DIRECTIONS => Locate the lines of the listing below that hold "root", then copy each of them.

DATA PROVIDED =>
//! Pluggable definition sources
//!
//! A source hands the store already-parsed definitions for one
//! customization key and can tell whether its content changed since it was
//! last loaded. The engine never retries a failing source; errors propagate
//! to the lookup that triggered the load.
//!
//! # Example
//!
//! ```rust
//! use tiledefs_core::source::{DefinitionSource, InMemorySource};
//! use tiledefs_core::{Definition, Locale};
//!
//! let source = InMemorySource::new("inline");
//! source.insert(Locale::root(), Definition::new("layout").with_template("/layout.jsp"));
//!
//! let loaded = source.load(&Locale::root()).unwrap();
//! assert!(loaded.contains_key("layout"));
//! ```

mod json_file;
mod memory;

pub use json_file::{DefinitionFile, JsonFileSource};
pub use memory::InMemorySource;

use crate::definition::DefinitionMap;
use crate::error::Result;
use crate::key::CustomizationKey;

/// Source trait for raw definitions
///
/// Implement this trait to feed definitions from other formats or stores.
/// All methods take `&self`; implementations use interior mutability to
/// remember what they loaded.
pub trait DefinitionSource<K: CustomizationKey>: Send + Sync {
    /// Identifier used in errors and logs
    fn id(&self) -> &str;

    /// Definitions contributed for exactly `key`, without fallback
    fn load(&self, key: &K) -> Result<DefinitionMap>;

    /// Whether anything loaded so far has changed since it was loaded
    fn has_changed(&self) -> bool;

    /// Forget everything loaded so far
    ///
    /// Called when the store drops its loaded keys. Afterwards
    /// `has_changed` only considers keys loaded again.
    fn forget_loaded(&self) {}
}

TASK RESULT =>
//! source.insert(Locale::root(), Definition::new("layout").with_template("/layout.jsp"));
//! let loaded = source.load(&Locale::root()).unwrap();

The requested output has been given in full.